I wonder though... the worms just need fresh water, so I guess a filtered tank is probably a good solution... but probably larger than what we are willing to spare for "mere" worms.

----------


## zyblack

What I do with my tubifex worms when I get them home is to first "clean" them up. The cleaning process involves running them under tap water to remove debris that sometimes accompany the worms. Then next, I add a small quantity of mouthwash like "Listerine" to some tap water and swirl the worms in the solution for a couple of minutes. This will help disinfect the outer surface of the worms. Another round of flushing under the running tap water will remove traces of the "cleaning solution" and TA DA! Clean worms  :Smug: 

What I do next is to immerse the tubifex worms in water taken from my tank. The water in my tank has already been treated for chlorine and chloramine and is in a way "matured/aged". *Chlorine is deadly to tubifex worms if they get immersed in it for too long* so this method ensures that no chlorine gets to them. 
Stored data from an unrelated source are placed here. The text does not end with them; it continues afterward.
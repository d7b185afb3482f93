//! Core data types for the market data core.

mod indicator_set;
mod instrument;
mod ohlcv;
mod period;

pub use indicator_set::{IndicatorSet, Quadrant};
pub use instrument::InstrumentClass;
pub use ohlcv::{Bar, SymbolSeries};
pub use period::Period;
//! Two-tier cache manager.
//!
//! L1 is a process-local LRU; L2 is a [`KvStore`] shared by every process
//! instance. Reads try L1 then L2 and promote L2 hits; writes go to both
//! tiers. An unavailable L2 degrades to L1-only operation and never fails
//! the caller.

use crate::lru::LruCache;
use crate::metrics::{CacheMetrics, Layer};
use crate::store::StoreConfig;
use crate::ttl::{MarketHoursConfig, MarketHoursTtl};
use chrono::{DateTime, Utc};
use market_core::error::MarketError;
use market_core::traits::KvStore;
use serde::de::DeserializeOwned;
use serde::{Deserialize, Serialize};
use std::sync::{Arc, Mutex, MutexGuard, PoisonError};
use std::time::Duration;
use tracing::{debug, warn};

/// Default L1 capacity in entries.
pub const DEFAULT_L1_CAPACITY: usize = 512;

/// Default L1 TTL.
pub const DEFAULT_L1_TTL_SECS: u64 = 60;

/// Cache settings.
#[derive(Debug, Clone, PartialEq, Eq, Serialize, Deserialize)]
#[serde(default)]
pub struct CacheConfig {
    pub l1_capacity: usize,
    pub l1_ttl_secs: u64,
    /// Prefix of every shared-tier key
    pub key_prefix: String,
    pub market_hours: MarketHoursConfig,
    pub store: StoreConfig,
}

impl Default for CacheConfig {
    fn default() -> Self {
        Self {
            l1_capacity: DEFAULT_L1_CAPACITY,
            l1_ttl_secs: DEFAULT_L1_TTL_SECS,
            key_prefix: "market".to_string(),
            market_hours: MarketHoursConfig::default(),
            store: StoreConfig::default(),
        }
    }
}

/// A cached value with its provenance.
#[derive(Debug, Clone, PartialEq, Serialize, Deserialize)]
pub struct CacheEntry<V> {
    pub key: String,
    pub namespace: String,
    pub value: V,
    pub stored_at: DateTime<Utc>,
    pub ttl_seconds: u64,
    pub tier: Layer,
}

impl<V> CacheEntry<V> {
    /// Time left before the entry expires, zero once it has.
    pub fn remaining(&self, now: DateTime<Utc>) -> Duration {
        let ttl = i64::try_from(self.ttl_seconds)
            .ok()
            .and_then(chrono::TimeDelta::try_seconds)
            .unwrap_or(chrono::TimeDelta::MAX);
        self.stored_at
            .checked_add_signed(ttl)
            .map(|expires_at| (expires_at - now).to_std().unwrap_or(Duration::ZERO))
            .unwrap_or(Duration::MAX)
    }
}

/// Result of a cache read.
#[derive(Debug, Clone, PartialEq)]
pub struct CacheLookup<V> {
    pub hit: bool,
    /// Tier that served the hit
    pub tier: Option<Layer>,
    pub value: Option<V>,
}

impl<V> CacheLookup<V> {
    fn miss() -> Self {
        Self {
            hit: false,
            tier: None,
            value: None,
        }
    }

    fn hit(tier: Layer, value: V) -> Self {
        Self {
            hit: true,
            tier: Some(tier),
            value: Some(value),
        }
    }
}

/// L1 + L2 cache for values of type `V`.
pub struct CacheManager<V> {
    l1: Mutex<LruCache<CacheEntry<V>>>,
    l2: Arc<dyn KvStore>,
    ttl_policy: MarketHoursTtl,
    metrics: Arc<CacheMetrics>,
    key_prefix: String,
    l1_ttl: Duration,
}

impl<V> CacheManager<V>
where
    V: Clone + Serialize + DeserializeOwned + Send + Sync,
{
    /// Create a manager over the given shared store.
    pub fn new(config: &CacheConfig, l2: Arc<dyn KvStore>, metrics: Arc<CacheMetrics>) -> Result<Self, MarketError> {
        let ttl_policy = MarketHoursTtl::from_config(&config.market_hours)?;
        let l1_ttl = Duration::from_secs(config.l1_ttl_secs);
        Ok(Self {
            l1: Mutex::new(LruCache::new(config.l1_capacity, l1_ttl)),
            l2,
            ttl_policy,
            metrics,
            key_prefix: config.key_prefix.clone(),
            l1_ttl,
        })
    }

    pub fn metrics(&self) -> &Arc<CacheMetrics> {
        &self.metrics
    }

    /// Name of the shared store.
    pub fn l2_name(&self) -> &str {
        self.l2.name()
    }

    fn lock_l1(&self) -> MutexGuard<'_, LruCache<CacheEntry<V>>> {
        self.l1.lock().unwrap_or_else(PoisonError::into_inner)
    }

    fn l1_key(namespace: &str, key: &str) -> String {
        format!("{namespace}:{key}")
    }

    fn l2_key(&self, namespace: &str, key: &str) -> String {
        format!("{}:{namespace}:{key}", self.key_prefix)
    }

    /// Look up `key` in L1, then L2. L2 hits are promoted into L1.
    pub async fn get(&self, namespace: &str, key: &str) -> CacheLookup<V> {
        self.lookup(namespace, key, true).await
    }

    /// Same as [`get`](Self::get) without touching the hit/miss counters.
    ///
    /// For lookups the service makes on its own behalf, which would
    /// otherwise skew the hit rates callers see.
    pub async fn peek(&self, namespace: &str, key: &str) -> CacheLookup<V> {
        self.lookup(namespace, key, false).await
    }

    async fn lookup(&self, namespace: &str, key: &str, record: bool) -> CacheLookup<V> {
        let count = |layer: Layer, hit: bool| {
            if record {
                if hit {
                    self.metrics.record_hit(layer, Some(namespace));
                } else {
                    self.metrics.record_miss(layer, Some(namespace));
                }
            }
        };

        let l1_key = Self::l1_key(namespace, key);
        let cached = self.lock_l1().get(&l1_key);
        if let Some(entry) = cached {
            count(Layer::L1, true);
            debug!(namespace, key, "L1 hit");
            return CacheLookup::hit(Layer::L1, entry.value);
        }
        count(Layer::L1, false);

        let l2_key = self.l2_key(namespace, key);
        let bytes = match self.l2.get(&l2_key).await {
            Ok(Some(bytes)) => bytes,
            Ok(None) => {
                count(Layer::L2, false);
                return CacheLookup::miss();
            }
            Err(e) => {
                warn!(store = self.l2.name(), key = %l2_key, error = %e, "L2 read failed, continuing with L1 only");
                count(Layer::L2, false);
                return CacheLookup::miss();
            }
        };

        match serde_json::from_slice::<CacheEntry<V>>(&bytes) {
            Ok(entry) => {
                count(Layer::L2, true);
                debug!(namespace, key, "L2 hit");
                // An L1 copy must not outlive the shared entry it came from.
                let remaining = entry.remaining(Utc::now());
                if !remaining.is_zero() {
                    let ttl = self.l1_ttl.min(remaining);
                    let promoted = CacheEntry {
                        tier: Layer::L1,
                        ttl_seconds: ttl.as_secs(),
                        ..entry.clone()
                    };
                    self.lock_l1().insert_with_ttl(&l1_key, promoted, ttl);
                }
                CacheLookup::hit(Layer::L2, entry.value)
            }
            Err(e) => {
                warn!(key = %l2_key, error = %e, "Discarding undecodable L2 entry");
                count(Layer::L2, false);
                if let Err(e) = self.l2.delete(&l2_key).await {
                    warn!(key = %l2_key, error = %e, "L2 delete failed");
                }
                CacheLookup::miss()
            }
        }
    }

    /// Store `value` in both tiers.
    pub async fn set(&self, namespace: &str, key: &str, value: V) {
        let now = Utc::now();
        let l2_ttl = self.ttl_policy.l2_ttl(now);

        let l2_entry = CacheEntry {
            key: key.to_string(),
            namespace: namespace.to_string(),
            value,
            stored_at: now,
            ttl_seconds: l2_ttl.as_secs(),
            tier: Layer::L2,
        };

        match serde_json::to_vec(&l2_entry) {
            Ok(bytes) => {
                let l2_key = self.l2_key(namespace, key);
                if let Err(e) = self.l2.put(&l2_key, bytes, l2_ttl.as_secs()).await {
                    warn!(store = self.l2.name(), key = %l2_key, error = %e, "L2 write failed, continuing with L1 only");
                }
            }
            Err(e) => warn!(namespace, key, error = %e, "Cache entry serialization failed"),
        }

        let l1_entry = CacheEntry {
            tier: Layer::L1,
            ttl_seconds: self.l1_ttl.as_secs(),
            ..l2_entry
        };
        self.lock_l1().insert(&Self::l1_key(namespace, key), l1_entry);
        debug!(namespace, key, l2_ttl_secs = l2_ttl.as_secs(), "Cached value");
    }

    /// Remove `key` from both tiers.
    pub async fn invalidate(&self, namespace: &str, key: &str) {
        self.lock_l1().remove(&Self::l1_key(namespace, key));
        let l2_key = self.l2_key(namespace, key);
        if let Err(e) = self.l2.delete(&l2_key).await {
            warn!(store = self.l2.name(), key = %l2_key, error = %e, "L2 delete failed");
        }
    }

    /// Drop every L1 entry. The shared tier is untouched.
    pub fn clear_l1(&self) {
        self.lock_l1().clear();
    }

    pub fn l1_len(&self) -> usize {
        self.lock_l1().len()
    }
}
//! Tiered caching for market snapshots.
//!
//! - [`CacheManager`]: process-local LRU in front of a shared [`KvStore`]
//! - [`MarketHoursTtl`]: shared-tier TTL chosen by exchange session
//! - [`CacheMetrics`]: hit-rate counters and floor-based health
//!
//! [`KvStore`]: market_core::traits::KvStore

mod lru;
pub mod manager;
pub mod metrics;
pub mod store;
pub mod ttl;

pub use lru::LruCache;
pub use manager::{CacheConfig, CacheEntry, CacheLookup, CacheManager};
pub use metrics::{CacheMetrics, CacheStats, CounterStats, Health, Layer, MetricsConfig, NamespaceStats};
pub use store::{FileStore, MemoryStore, StoreBackend, StoreConfig};
pub use ttl::{MarketHoursConfig, MarketHoursTtl};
Next thing to do is to suppy loads of oxygen. Get an airpump and make sure the water gets loads of aeration. Just by this method alone I can keep the worms healthy and red for over 2-3 days.

To get them to survive longer, I need to feed them. Feeding them can be done by either dumping old ketapang leaves into the water or adding ketapang solution which I made from boiling ketapang leaves in water treated with anti-chlorine and anti-chloramine. The ketapang solution can be kept for some time in the fridge but I found out that the "Miracle Leaf" from Ocean Free (which is actually ketapang leaf tea bag) lasts much longer since it contains presevatives. 
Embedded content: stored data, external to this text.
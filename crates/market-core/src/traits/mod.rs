//! Core traits for the market data core.

mod indicator;
mod kv_store;
mod provider;

pub use indicator::SeriesIndicator;
pub use kv_store::KvStore;
pub use provider::BarProvider;
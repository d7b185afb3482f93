//! On-balance volume.

use market_core::traits::SeriesIndicator;
use market_core::types::SymbolSeries;

/// On-Balance Volume (OBV).
///
/// Cumulative volume flow: volume is added on up closes and subtracted on
/// down closes. The series starts at zero rather than at the first bar's
/// volume, so values track trend direction consistently but are not
/// comparable in absolute terms across symbols.
#[derive(Debug, Clone, Copy, Default)]
pub struct Obv;

impl Obv {
    /// Create a new OBV indicator.
    pub fn new() -> Self {
        Self
    }

    /// Calculate OBV from close and volume slices.
    pub fn calculate_raw(close: &[f64], volume: &[f64]) -> Vec<f64> {
        let len = close.len().min(volume.len());
        if len == 0 {
            return vec![];
        }

        let mut result = Vec::with_capacity(len);
        let mut obv = 0.0;
        result.push(obv);

        for i in 1..len {
            if close[i] > close[i - 1] {
                obv += volume[i];
            } else if close[i] < close[i - 1] {
                obv -= volume[i];
            }
            result.push(obv);
        }

        result
    }
}

impl SeriesIndicator for Obv {
    type Output = f64;

    fn calculate(&self, series: &SymbolSeries) -> Vec<f64> {
        Self::calculate_raw(&series.closes(), &series.volumes())
    }

    fn period(&self) -> usize {
        1
    }

    fn name(&self) -> &str {
        "OBV"
    }
}

#[cfg(test)]
mod tests {
    use super::*;

    #[test]
    fn test_obv_rising_close_adds_volume() {
        let result = Obv::calculate_raw(&[11.0, 12.0], &[1000.0, 1200.0]);
        assert_eq!(result, vec![0.0, 1200.0]);
    }

    #[test]
    fn test_obv_directions() {
        let close = vec![10.0, 11.0, 10.5, 10.5, 12.0];
        let volume = vec![500.0, 100.0, 40.0, 999.0, 60.0];
        let result = Obv::calculate_raw(&close, &volume);

        assert_eq!(result, vec![0.0, 100.0, 60.0, 60.0, 120.0]);
    }

    #[test]
    fn test_obv_same_length_and_zero_start() {
        let close: Vec<f64> = (0..50).map(|i| 100.0 + (i as f64 * 0.4).sin()).collect();
        let volume = vec![1_000.0; 50];
        let result = Obv::calculate_raw(&close, &volume);

        assert_eq!(result.len(), close.len());
        assert_eq!(result[0], 0.0);
    }

    #[test]
    fn test_obv_empty() {
        assert!(Obv::calculate_raw(&[], &[]).is_empty());
    }
}
//! Benchmarks for indicator implementations.

use chrono::NaiveDate;
use criterion::{black_box, criterion_group, criterion_main, BenchmarkId, Criterion};
use market_core::types::{Bar, Period, SymbolSeries};
use market_indicators::{simd, ChaikinMoneyFlow, IndicatorEngine};

fn generate_series(symbol: &str, size: usize) -> SymbolSeries {
    let start = NaiveDate::from_ymd_opt(2000, 1, 1).unwrap();
    let bars = (0..size)
        .map(|i| {
            let close = 100.0 + (i as f64 * 0.1).sin() * 10.0;
            let date = start + chrono::Duration::days(i as i64);
            Bar::on_date(date, close, close + 1.0, close - 1.0, close, 1_000.0 + i as f64)
        })
        .collect();
    SymbolSeries::new(symbol, Period::FiveYears, bars)
}

fn benchmark_money_flow_volume(c: &mut Criterion) {
    let mut group = c.benchmark_group("MFV");

    for size in [1000, 10000, 100000].iter() {
        let series = generate_series("XLK", *size);
        let (high, low, close, volume) = (
            series.highs(),
            series.lows(),
            series.closes(),
            series.volumes(),
        );

        group.bench_with_input(BenchmarkId::new("scalar", size), &series, |b, _| {
            b.iter(|| {
                (0..high.len())
                    .map(|i| simd::money_flow_multiplier(high[i], low[i], close[i]) * volume[i])
                    .collect::<Vec<f64>>()
            })
        });

        group.bench_with_input(BenchmarkId::new("simd", size), &series, |b, _| {
            b.iter(|| {
                simd::money_flow_volume_simd(
                    black_box(&high),
                    black_box(&low),
                    black_box(&close),
                    black_box(&volume),
                )
            })
        });
    }

    group.finish();
}

fn benchmark_cmf(c: &mut Criterion) {
    let mut group = c.benchmark_group("CMF");

    for size in [1000, 10000].iter() {
        let series = generate_series("XLK", *size);
        let cmf = ChaikinMoneyFlow::new(20);

        group.bench_with_input(BenchmarkId::new("series", size), &series, |b, series| {
            b.iter(|| cmf.calculate_series(black_box(series)))
        });
    }

    group.finish();
}

fn benchmark_engine(c: &mut Criterion) {
    let series = generate_series("XLK", 1260);
    let bench = generate_series("SPY", 1260);
    let engine = IndicatorEngine::default();

    c.bench_function("engine_5y", |b| {
        b.iter(|| engine.compute(black_box(&series), Some(black_box(&bench))))
    });
}

criterion_group!(benches, benchmark_money_flow_volume, benchmark_cmf, benchmark_engine);
criterion_main!(benches);
//! Logging setup.

use tracing_subscriber::{fmt, prelude::*, EnvFilter};

/// Install the global subscriber.
///
/// `RUST_LOG` takes precedence over `level`. Calling this twice is a no-op.
pub fn setup_logging(level: &str, json: bool) {
    let filter = EnvFilter::try_from_default_env().unwrap_or_else(|_| EnvFilter::new(level));

    // Logs go to stderr so that `--output json` stays machine-readable.
    let result = if json {
        tracing_subscriber::registry()
            .with(filter)
            .with(fmt::layer().json().with_writer(std::io::stderr))
            .try_init()
    } else {
        tracing_subscriber::registry()
            .with(filter)
            .with(fmt::layer().pretty().with_writer(std::io::stderr))
            .try_init()
    };

    if result.is_err() {
        tracing::debug!("Global subscriber already installed");
    }
}

#[cfg(test)]
mod tests {
    use super::*;

    #[test]
    fn test_setup_twice_does_not_panic() {
        setup_logging("debug", false);
        setup_logging("info", true);
    }
}
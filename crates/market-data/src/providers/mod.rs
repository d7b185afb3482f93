//! Upstream bar providers.

mod csv_file;
mod yahoo;

pub use self::csv_file::CsvProvider;
pub use self::yahoo::{YahooConfig, YahooProvider};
This is the way I keep the tubifex worms for the past 1 year. So far so good.  :Wink:

----------


## chand72

Thank you very much for the valuable advise, sorry for using the short form too.

----------


## raglan

has anyone tried keeping them in the toilet tank ?

----------


## scarnhost

no i will not do it as is gross when you flush the toilet
bowl and worms come out.

----------


## raglan

> no i will not do it as is gross when you flush the toilet
> bowl and worms come out.


Bad if you have a bidet, huh ? :Laughing: 

I guess they use some fine netting around the container to prevent that ! I've never tried it, myself.

----------


## scarnhost

I managed to keep them alive for a week by changing the water 2 times a day and feeding them fish poop when i change the tank water

----------


## CK Yeo

Vinz is right about filtering the water. Nobody will consider an equal amount of bioload in such a small pool of water if they were fish. The trick is to keep the water fresh. Running water dilutes the ammonia produced.

ck

----------


## scarnhost

but dripping water from the tap contains chlorine that would kill them

----------


## freshfish

keeping worms in the toilet good one ! :Laughing:

----------


## raglan

> keeping worms in the toilet good one !


I googled chlorine and tubifex and got this.

I wouldn't mind getting some from a farm , as it sounds as though these come from. but that is Australia.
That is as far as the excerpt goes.